Given entries
++++++
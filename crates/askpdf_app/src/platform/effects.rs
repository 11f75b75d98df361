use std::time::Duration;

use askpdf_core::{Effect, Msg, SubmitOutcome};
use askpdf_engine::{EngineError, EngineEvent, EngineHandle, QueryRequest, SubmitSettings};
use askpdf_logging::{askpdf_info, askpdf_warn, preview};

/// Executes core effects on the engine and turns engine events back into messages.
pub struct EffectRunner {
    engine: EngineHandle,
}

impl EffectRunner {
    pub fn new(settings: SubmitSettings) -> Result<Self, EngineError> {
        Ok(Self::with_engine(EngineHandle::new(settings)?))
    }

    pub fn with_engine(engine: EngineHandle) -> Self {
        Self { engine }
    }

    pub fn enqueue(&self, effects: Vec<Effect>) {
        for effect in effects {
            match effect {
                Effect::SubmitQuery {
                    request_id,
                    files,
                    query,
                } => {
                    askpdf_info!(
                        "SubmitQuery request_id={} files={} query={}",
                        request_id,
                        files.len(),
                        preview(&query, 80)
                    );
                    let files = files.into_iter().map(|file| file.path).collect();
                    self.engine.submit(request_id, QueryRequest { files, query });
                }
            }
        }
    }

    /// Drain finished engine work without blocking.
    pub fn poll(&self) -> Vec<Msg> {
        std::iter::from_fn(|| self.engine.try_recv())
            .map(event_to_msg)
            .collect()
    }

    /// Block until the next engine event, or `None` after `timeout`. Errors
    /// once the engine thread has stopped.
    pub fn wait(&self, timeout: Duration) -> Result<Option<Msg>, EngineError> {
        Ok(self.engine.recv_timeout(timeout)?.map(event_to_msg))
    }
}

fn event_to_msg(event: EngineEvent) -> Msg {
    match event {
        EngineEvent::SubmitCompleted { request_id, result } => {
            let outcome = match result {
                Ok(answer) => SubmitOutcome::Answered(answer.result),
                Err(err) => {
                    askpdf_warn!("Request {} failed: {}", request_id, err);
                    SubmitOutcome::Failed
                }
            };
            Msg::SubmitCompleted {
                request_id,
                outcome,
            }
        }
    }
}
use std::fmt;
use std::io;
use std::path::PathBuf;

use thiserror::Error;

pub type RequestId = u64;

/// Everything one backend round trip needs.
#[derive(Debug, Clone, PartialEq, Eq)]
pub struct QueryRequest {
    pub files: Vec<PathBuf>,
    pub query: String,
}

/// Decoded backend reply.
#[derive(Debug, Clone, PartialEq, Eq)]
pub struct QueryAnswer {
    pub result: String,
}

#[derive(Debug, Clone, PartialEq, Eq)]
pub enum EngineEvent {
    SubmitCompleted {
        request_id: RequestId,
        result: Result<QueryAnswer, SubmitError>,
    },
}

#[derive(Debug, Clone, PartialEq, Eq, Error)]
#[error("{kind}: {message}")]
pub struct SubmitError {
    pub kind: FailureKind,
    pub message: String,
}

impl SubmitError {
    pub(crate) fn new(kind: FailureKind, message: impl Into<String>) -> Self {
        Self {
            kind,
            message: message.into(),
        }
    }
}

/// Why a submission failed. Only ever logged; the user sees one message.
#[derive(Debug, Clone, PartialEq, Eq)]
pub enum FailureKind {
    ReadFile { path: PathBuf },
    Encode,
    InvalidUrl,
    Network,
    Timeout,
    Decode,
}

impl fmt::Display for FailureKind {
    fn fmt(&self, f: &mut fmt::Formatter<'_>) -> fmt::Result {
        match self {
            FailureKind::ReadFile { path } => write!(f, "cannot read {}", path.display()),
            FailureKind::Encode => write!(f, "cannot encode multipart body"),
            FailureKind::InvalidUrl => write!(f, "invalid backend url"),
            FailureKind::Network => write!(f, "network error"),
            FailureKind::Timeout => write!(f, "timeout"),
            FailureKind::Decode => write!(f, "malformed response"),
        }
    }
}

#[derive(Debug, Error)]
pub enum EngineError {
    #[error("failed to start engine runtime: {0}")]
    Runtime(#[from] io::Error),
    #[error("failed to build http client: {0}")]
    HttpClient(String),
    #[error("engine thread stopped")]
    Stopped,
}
++++++
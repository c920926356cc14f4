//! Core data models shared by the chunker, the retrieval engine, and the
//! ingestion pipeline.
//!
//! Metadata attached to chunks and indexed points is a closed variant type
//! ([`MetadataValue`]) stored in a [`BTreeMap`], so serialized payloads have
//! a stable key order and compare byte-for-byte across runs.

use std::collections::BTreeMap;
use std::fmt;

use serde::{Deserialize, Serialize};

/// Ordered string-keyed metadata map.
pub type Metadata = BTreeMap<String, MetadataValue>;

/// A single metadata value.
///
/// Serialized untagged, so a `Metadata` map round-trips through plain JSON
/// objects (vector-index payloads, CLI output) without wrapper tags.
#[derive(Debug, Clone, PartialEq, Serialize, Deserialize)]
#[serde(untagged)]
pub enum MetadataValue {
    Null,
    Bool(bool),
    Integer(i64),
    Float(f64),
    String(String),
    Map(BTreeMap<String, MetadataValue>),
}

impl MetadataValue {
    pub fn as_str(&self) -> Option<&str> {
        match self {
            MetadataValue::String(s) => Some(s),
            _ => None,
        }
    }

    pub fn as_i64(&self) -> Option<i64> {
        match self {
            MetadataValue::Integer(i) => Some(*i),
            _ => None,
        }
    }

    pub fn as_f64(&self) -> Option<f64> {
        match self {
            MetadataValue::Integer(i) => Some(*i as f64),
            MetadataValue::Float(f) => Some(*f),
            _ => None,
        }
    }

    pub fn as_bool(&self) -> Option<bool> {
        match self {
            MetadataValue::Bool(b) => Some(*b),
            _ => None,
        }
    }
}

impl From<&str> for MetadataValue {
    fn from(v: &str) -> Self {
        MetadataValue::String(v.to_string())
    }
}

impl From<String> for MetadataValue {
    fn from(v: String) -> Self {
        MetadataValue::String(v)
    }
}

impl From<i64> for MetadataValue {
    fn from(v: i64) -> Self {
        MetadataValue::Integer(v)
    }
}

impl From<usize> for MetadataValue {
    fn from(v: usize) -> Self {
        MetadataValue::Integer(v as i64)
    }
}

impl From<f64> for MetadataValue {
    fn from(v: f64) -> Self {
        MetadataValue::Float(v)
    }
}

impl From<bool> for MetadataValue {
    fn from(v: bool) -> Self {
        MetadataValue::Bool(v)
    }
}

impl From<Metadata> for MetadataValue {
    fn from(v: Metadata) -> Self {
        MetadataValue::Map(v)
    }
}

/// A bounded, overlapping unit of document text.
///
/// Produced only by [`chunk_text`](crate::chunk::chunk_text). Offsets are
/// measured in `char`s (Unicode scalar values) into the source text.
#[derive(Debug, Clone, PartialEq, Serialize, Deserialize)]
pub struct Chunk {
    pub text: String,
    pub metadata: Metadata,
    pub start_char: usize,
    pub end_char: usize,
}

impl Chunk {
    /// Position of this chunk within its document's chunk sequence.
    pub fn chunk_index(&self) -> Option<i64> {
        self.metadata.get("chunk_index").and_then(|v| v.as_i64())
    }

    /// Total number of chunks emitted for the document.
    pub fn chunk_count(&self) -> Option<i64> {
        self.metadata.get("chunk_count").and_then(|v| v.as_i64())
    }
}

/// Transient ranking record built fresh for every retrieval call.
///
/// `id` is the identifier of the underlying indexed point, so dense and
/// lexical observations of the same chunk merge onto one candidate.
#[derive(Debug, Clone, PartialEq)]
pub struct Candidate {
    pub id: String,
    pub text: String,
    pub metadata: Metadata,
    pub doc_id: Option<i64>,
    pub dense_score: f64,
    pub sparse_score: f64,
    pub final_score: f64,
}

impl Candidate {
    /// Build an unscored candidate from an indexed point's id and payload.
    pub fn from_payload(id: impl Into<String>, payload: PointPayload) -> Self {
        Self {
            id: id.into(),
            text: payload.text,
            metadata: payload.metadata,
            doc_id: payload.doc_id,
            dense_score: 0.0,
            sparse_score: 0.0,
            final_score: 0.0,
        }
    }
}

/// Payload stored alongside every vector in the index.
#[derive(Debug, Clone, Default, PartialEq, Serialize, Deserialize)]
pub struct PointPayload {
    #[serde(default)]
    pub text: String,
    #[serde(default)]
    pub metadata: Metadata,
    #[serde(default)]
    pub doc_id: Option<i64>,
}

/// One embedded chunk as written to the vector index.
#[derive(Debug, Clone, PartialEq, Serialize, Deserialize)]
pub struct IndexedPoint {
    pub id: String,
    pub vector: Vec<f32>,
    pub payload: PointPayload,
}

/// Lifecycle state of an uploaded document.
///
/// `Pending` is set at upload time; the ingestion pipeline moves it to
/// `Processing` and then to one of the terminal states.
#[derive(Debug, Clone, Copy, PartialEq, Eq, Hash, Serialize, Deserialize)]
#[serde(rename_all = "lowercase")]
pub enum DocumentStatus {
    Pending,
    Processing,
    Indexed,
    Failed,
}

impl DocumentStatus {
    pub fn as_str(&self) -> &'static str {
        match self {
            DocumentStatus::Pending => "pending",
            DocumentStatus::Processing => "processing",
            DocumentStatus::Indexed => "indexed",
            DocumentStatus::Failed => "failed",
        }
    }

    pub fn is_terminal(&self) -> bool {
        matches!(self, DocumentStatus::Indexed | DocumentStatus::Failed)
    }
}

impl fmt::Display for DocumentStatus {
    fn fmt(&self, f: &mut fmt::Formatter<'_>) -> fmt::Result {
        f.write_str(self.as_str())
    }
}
++++++
Exercise goal
Check the lines above and copy each one that includes "vector".

Solution to this problem
/// objects (vector-index payloads, CLI output) without wrapper tags.
/// Payload stored alongside every vector in the index.
/// One embedded chunk as written to the vector index.
    pub vector: Vec<f32>,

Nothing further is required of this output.